1. Big Hydro isn’t as “clean” as some people say it is, and 

2. They would rather see Maine host unfettered wind and solar generation instead.  

Depending on one’s perspective, the latter would be inconvenient at best and would be catastrophic at worst, and it only requires some simple math to see why. For example:

Look at two existing Maine power sources that have the same generating capacity: An Aroostook wind project, and every solar panel in Maine. It would take 102 wind projects the size of Mars Hill (that would be 2800 turbines plus multiple power lines) to theoretically equal the power delivered by NECEC. Or it would take ALL the present 4108 (both rooftop & grid scale) solar installations in Maine times 190. Even if Maine had enough real estate, of course, neither wind nor solar could fill the New England need for reliable generation.

42 MW total installed Maine solar, operating at 15% capacity factor = 6.3 MW

6.3 MW X 190 = 1200 MW 

Mars Hill is 28 wind turbines with 42 MW capacity, operating at 28% capacity factor = 11.76 MW

11.76 MW X 102 = 1200 MW

The PUC is scheduled to resume evidentiary hearings (with dozens of lawyers and very expensive expert witnesses traveling to Hallowell, Maine) on October 30. The PUC’s Hearing Examiners are expected any time now to rule whether to accept or deny NEER’s delay motion. 

 FMM is an intervenor also. FMM’s position is that Massachusetts isn’t doing enough to site its own reliable generation, but instead looks upon Maine as a power plantation. That said, FMM has always promoted a sober analysis of impact versus benefit when considering such projects, and CMP has indicated a willingness to compromise. FMM assumes that in the near future that no nuclear plants will be proposed anywhere between Provincetown and Stockbridge. FMM could support the NECEC if there are guarantees that the HVDC line would not allow adjacent wind projects to connect, and if the corridor will not be expanded to accommodate same, and if Massachusetts commits to shouldering more of the energy infrastructure burden. 
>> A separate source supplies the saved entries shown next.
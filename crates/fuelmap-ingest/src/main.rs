//! Fuelmap Ingest - fuel-price pipeline runner

use anyhow::Result;
use clap::Parser;
use fuelmap_common::logging::{init_logging, LogConfig, LogLevel};
use fuelmap_ingest::config::{PipelineConfig, PublishConfig, DEFAULT_CLASSES};
use fuelmap_ingest::pipeline::{self, RunOutcome};
use tracing::info;

#[derive(Parser, Debug)]
#[command(name = "fuelmap-ingest")]
#[command(author, version, about = "Fuel-price ingestion and tileset pipeline")]
struct Cli {
    /// Output directory for run artifacts
    #[arg(short, long, default_value = "./data")]
    data_dir: String,

    /// Upstream URL override
    #[arg(long)]
    url: Option<String>,

    /// Number of quantile classes for the break statistics
    #[arg(long, default_value_t = DEFAULT_CLASSES)]
    classes: usize,

    /// Skip publishing even when a publish target is configured
    #[arg(long)]
    skip_publish: bool,

    /// Verbose output
    #[arg(short, long)]
    verbose: bool,
}

#[tokio::main]
async fn main() -> Result<()> {
    // Publish credentials may come from a local .env file.
    let _ = dotenvy::dotenv();

    let cli = Cli::parse();

    // Initialize logging from the environment; the verbose flag wins.
    let mut log_config = LogConfig::from_env().unwrap_or_default();
    if cli.verbose {
        log_config.level = LogLevel::Debug;
    }

    init_logging(&log_config)?;

    let mut config = PipelineConfig::new(&cli.data_dir);
    if let Some(url) = cli.url {
        config.fetch.url = url;
    }
    config.classes = cli.classes;
    if !cli.skip_publish {
        config.publish = PublishConfig::from_env()?;
    }

    match pipeline::run(&config).await? {
        RunOutcome::Completed => info!("pipeline run complete"),
        RunOutcome::NoData => info!("upstream had no data this cycle; nothing produced"),
        RunOutcome::NoGeometry => info!("no mappable rows this cycle; tiles not rebuilt"),
    }

    Ok(())
}
//! Quantile break statistics
//!
//! Computes the distribution breakpoints used by the map's choropleth
//! classification. Breaks must be strictly increasing even when the raw
//! quantiles tie (fuel prices cluster heavily on round values), so ties are
//! repaired with a small epsilon. Downstream bins would overlap otherwise.

use crate::normalize::CanonicalRow;
use serde::Serialize;

/// Separation applied when a quantile ties with or falls below the previous
/// accepted breakpoint. Known limitation: for values of very large magnitude
/// the epsilon can vanish in floating-point rounding; fuel prices are far
/// from that range.
pub const BREAK_EPSILON: f64 = 1e-6;

/// Breakpoints for one numeric field: k−1 strictly increasing quantile cut
/// points plus the exact min and max of the numeric subset.
#[derive(Debug, Clone, PartialEq, Serialize)]
pub struct BreakSet {
    pub min: f64,
    pub max: f64,
    pub breaks: Vec<f64>,
}

/// Per-field break statistics, serialized to `stats.json`. A field with no
/// numeric data serializes as `null`, which consumers must treat as a valid
/// "no data" outcome. Keys match the canonical column names.
#[derive(Debug, Clone, Default, Serialize)]
pub struct StatsDocument {
    #[serde(rename = "Precio Gasolina 95 E5")]
    pub gasolina_95: Option<BreakSet>,
    #[serde(rename = "Precio Gasoleo A")]
    pub gasoleo_a: Option<BreakSet>,
}

/// Linear interpolation between order statistics on a sorted slice
/// (the conventional quantile estimator).
fn quantile(sorted: &[f64], q: f64) -> f64 {
    let position = (sorted.len() - 1) as f64 * q;
    let lower = position.floor() as usize;
    let upper = position.ceil() as usize;

    if lower == upper {
        sorted[lower]
    } else {
        let fraction = position - lower as f64;
        sorted[lower] + fraction * (sorted[upper] - sorted[lower])
    }
}

/// Compute quantile breakpoints for one numeric column.
///
/// Missing entries are discarded first; an empty numeric subset yields
/// `None`, not an error. Otherwise the i/classes quantiles for
/// i = 1..classes−1 are computed in ascending order and repaired into a
/// strictly increasing sequence: each candidate must exceed the previous
/// accepted value (seeded with the column minimum, so the first bin is never
/// empty); a tie or decrease is replaced by previous + [`BREAK_EPSILON`].
pub fn quantile_breaks(values: &[Option<f64>], classes: usize) -> Option<BreakSet> {
    let mut numeric: Vec<f64> = values
        .iter()
        .filter_map(|v| *v)
        .filter(|v| v.is_finite())
        .collect();
    if numeric.is_empty() {
        return None;
    }
    numeric.sort_by(|a, b| a.total_cmp(b));

    let min = numeric[0];
    let max = numeric[numeric.len() - 1];

    let mut breaks = Vec::with_capacity(classes.saturating_sub(1));
    let mut last = min;
    for i in 1..classes {
        let candidate = quantile(&numeric, i as f64 / classes as f64);
        let accepted = if candidate > last {
            candidate
        } else {
            last + BREAK_EPSILON
        };
        breaks.push(accepted);
        last = accepted;
    }

    Some(BreakSet { min, max, breaks })
}

/// Compute the stats document for the two price fields over the mapped rows.
pub fn compute_stats(rows: &[CanonicalRow], classes: usize) -> StatsDocument {
    let gasolina: Vec<Option<f64>> = rows.iter().map(|r| r.precio_gasolina_95).collect();
    let gasoleo: Vec<Option<f64>> = rows.iter().map(|r| r.precio_gasoleo_a).collect();

    StatsDocument {
        gasolina_95: quantile_breaks(&gasolina, classes),
        gasoleo_a: quantile_breaks(&gasoleo, classes),
    }
}
//! Configuration for the fuelmap pipeline
//!
//! All configuration is explicit and passed into constructors; there is no
//! global mutable state. Publish credentials come from the environment
//! (optionally via a `.env` file loaded by the binary).

use fuelmap_common::{FuelmapError, Result};
use std::path::PathBuf;
use std::time::Duration;

// ============================================================================
// Pipeline Configuration Constants
// ============================================================================

/// Upstream MINETUR endpoint for the national fuel-price dataset.
pub const DEFAULT_SOURCE_URL: &str =
    "https://sedeaplicaciones.minetur.gob.es/ServiciosRESTCarburantes/PreciosCarburantes/EstacionesTerrestres/";

/// Request timeout for the initial fetch, in seconds.
pub const DEFAULT_FETCH_TIMEOUT_SECS: u64 = 30;

/// Retry budget for the fetcher, per run.
pub const DEFAULT_FETCH_RETRIES: u32 = 5;

/// Base factor for exponential retry backoff, in seconds.
pub const DEFAULT_BACKOFF_FACTOR: f64 = 0.6;

/// Number of quantile classes for the break statistics.
pub const DEFAULT_CLASSES: usize = 8;

/// Fixed interval between publish status polls, in seconds.
pub const DEFAULT_POLL_INTERVAL_SECS: u64 = 5;

/// Maximum number of publish status polls (~20 minutes at 5s).
pub const DEFAULT_MAX_POLL_ATTEMPTS: u32 = 240;

/// Fetcher configuration
#[derive(Debug, Clone)]
pub struct FetchConfig {
    /// Upstream URL to retrieve
    pub url: String,

    /// Bounded request timeout
    pub timeout: Duration,

    /// Retry budget per failure category
    pub max_retries: u32,

    /// Exponential backoff base factor in seconds
    pub backoff_factor: f64,

    /// User-Agent header sent upstream
    pub user_agent: String,
}

impl Default for FetchConfig {
    fn default() -> Self {
        Self {
            url: DEFAULT_SOURCE_URL.to_string(),
            timeout: Duration::from_secs(DEFAULT_FETCH_TIMEOUT_SECS),
            max_retries: DEFAULT_FETCH_RETRIES,
            backoff_factor: DEFAULT_BACKOFF_FACTOR,
            user_agent: "Mozilla/5.0".to_string(),
        }
    }
}

/// Tiling tool configuration
#[derive(Debug, Clone)]
pub struct TileConfig {
    /// Name of the tiling executable, resolved from PATH
    pub executable: String,

    /// Layer name inside the tile archive
    pub layer: String,

    /// Minimum zoom level
    pub min_zoom: u8,

    /// Maximum zoom level
    pub max_zoom: u8,

    /// Point retention rate (`-r1` keeps every point at every zoom)
    pub drop_rate: u8,
}

impl Default for TileConfig {
    fn default() -> Self {
        Self {
            executable: "tippecanoe".to_string(),
            layer: "estaciones".to_string(),
            min_zoom: 3,
            max_zoom: 12,
            drop_rate: 1,
        }
    }
}

/// Publish target configuration
///
/// Malformed values short-circuit the coordinator to its error state before
/// any network call is made; see [`PublishConfig::validate`].
#[derive(Debug, Clone)]
pub struct PublishConfig {
    /// Base URL of the tile-hosting upload API
    pub api_base: String,

    /// Target tileset identifier (`account.tileset`)
    pub tileset: String,

    /// Access credential; secret tokens carry the `sk.` prefix
    pub token: String,

    /// Fixed interval between status polls
    pub poll_interval: Duration,

    /// Maximum number of status polls before giving up
    pub max_poll_attempts: u32,
}

impl PublishConfig {
    /// Load publish configuration from environment variables.
    ///
    /// Returns `Ok(None)` when `FUELMAP_TILESET` or `FUELMAP_UPLOAD_TOKEN`
    /// is unset, which means publishing is skipped for this run.
    ///
    /// Environment variables:
    /// - `FUELMAP_TILESET`: target tileset identifier
    /// - `FUELMAP_UPLOAD_TOKEN`: access credential
    /// - `FUELMAP_UPLOAD_API`: upload API base URL (optional)
    pub fn from_env() -> Result<Option<Self>> {
        let (Ok(tileset), Ok(token)) = (
            std::env::var("FUELMAP_TILESET"),
            std::env::var("FUELMAP_UPLOAD_TOKEN"),
        ) else {
            return Ok(None);
        };

        let api_base = std::env::var("FUELMAP_UPLOAD_API")
            .unwrap_or_else(|_| "https://tiles.fuelmap.es/v1".to_string());

        Ok(Some(Self {
            api_base,
            tileset,
            token,
            poll_interval: Duration::from_secs(DEFAULT_POLL_INTERVAL_SECS),
            max_poll_attempts: DEFAULT_MAX_POLL_ATTEMPTS,
        }))
    }

    /// Check the target identifier and credential shape.
    ///
    /// The tileset identifier must carry the `account.tileset` separator and
    /// the token must be a secret (`sk.`-prefixed) credential.
    pub fn validate(&self) -> Result<()> {
        if !self.tileset.contains('.') {
            return Err(FuelmapError::config(format!(
                "tileset identifier '{}' is missing the 'account.tileset' separator",
                self.tileset
            )));
        }

        if !self.token.starts_with("sk.") {
            return Err(FuelmapError::config(
                "upload token is not a secret token (expected 'sk.' prefix)",
            ));
        }

        Ok(())
    }
}

/// Top-level pipeline configuration
#[derive(Debug, Clone)]
pub struct PipelineConfig {
    /// Directory for all output artifacts
    pub data_dir: PathBuf,

    /// Fetcher settings
    pub fetch: FetchConfig,

    /// Tiling settings
    pub tiles: TileConfig,

    /// Number of quantile classes for break statistics
    pub classes: usize,

    /// Publish target; `None` skips publishing
    pub publish: Option<PublishConfig>,
}

impl PipelineConfig {
    /// Create a configuration with default settings rooted at `data_dir`
    pub fn new(data_dir: impl Into<PathBuf>) -> Self {
        Self {
            data_dir: data_dir.into(),
            fetch: FetchConfig::default(),
            tiles: TileConfig::default(),
            classes: DEFAULT_CLASSES,
            publish: None,
        }
    }

    /// Date-stamped spreadsheet export path
    pub fn spreadsheet_path(&self, date: chrono::NaiveDate) -> PathBuf {
        self.data_dir.join(format!(
            "estaciones_carburantes_{}.csv",
            date.format("%d_%m_%Y")
        ))
    }

    /// GeoJSON layer path
    pub fn geojson_path(&self) -> PathBuf {
        self.data_dir.join("estaciones.geojson")
    }

    /// Tile archive path
    pub fn mbtiles_path(&self) -> PathBuf {
        self.data_dir.join("estaciones.mbtiles")
    }

    /// Break statistics document path
    pub fn stats_path(&self) -> PathBuf {
        self.data_dir.join("stats.json")
    }
}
 Whether you are for or against the NECEC, you could submit public comment to the PUC saying the hearings should continue as scheduled (already very far behind) so Mainers can settle this divisive matter.  The longer NECEC’s decision is delayed, the longer hundreds and thousands of planned wind turbines remain in queue, viable on paper, lurking over Maine. 

 It would not hurt to mention that the PUC’s “necessity” decision should not be influenced by important albeit irrelevant issues like visual impact or the endless debate about whether big hydro is very clean or somewhat clean. And the decision certainly shouldn't be influenced by NEER’s dreams of building massive Maine wind projects. 

 For months, the above groups have been rallying the public against NECEC. They have issued multiple call to action notices, urging members to flood the PUC with opposition comments. FMM has not done that because while FMM is on record as against the NECEC, FMM also recognizes that the issue is more complicated than many have depicted it, and that if done properly, its benefits could exceed its impacts. 

 Today, FMM simply urges concerned Mainers to submit an online comment with the PUC urging them to deny NextEra’s delay motion.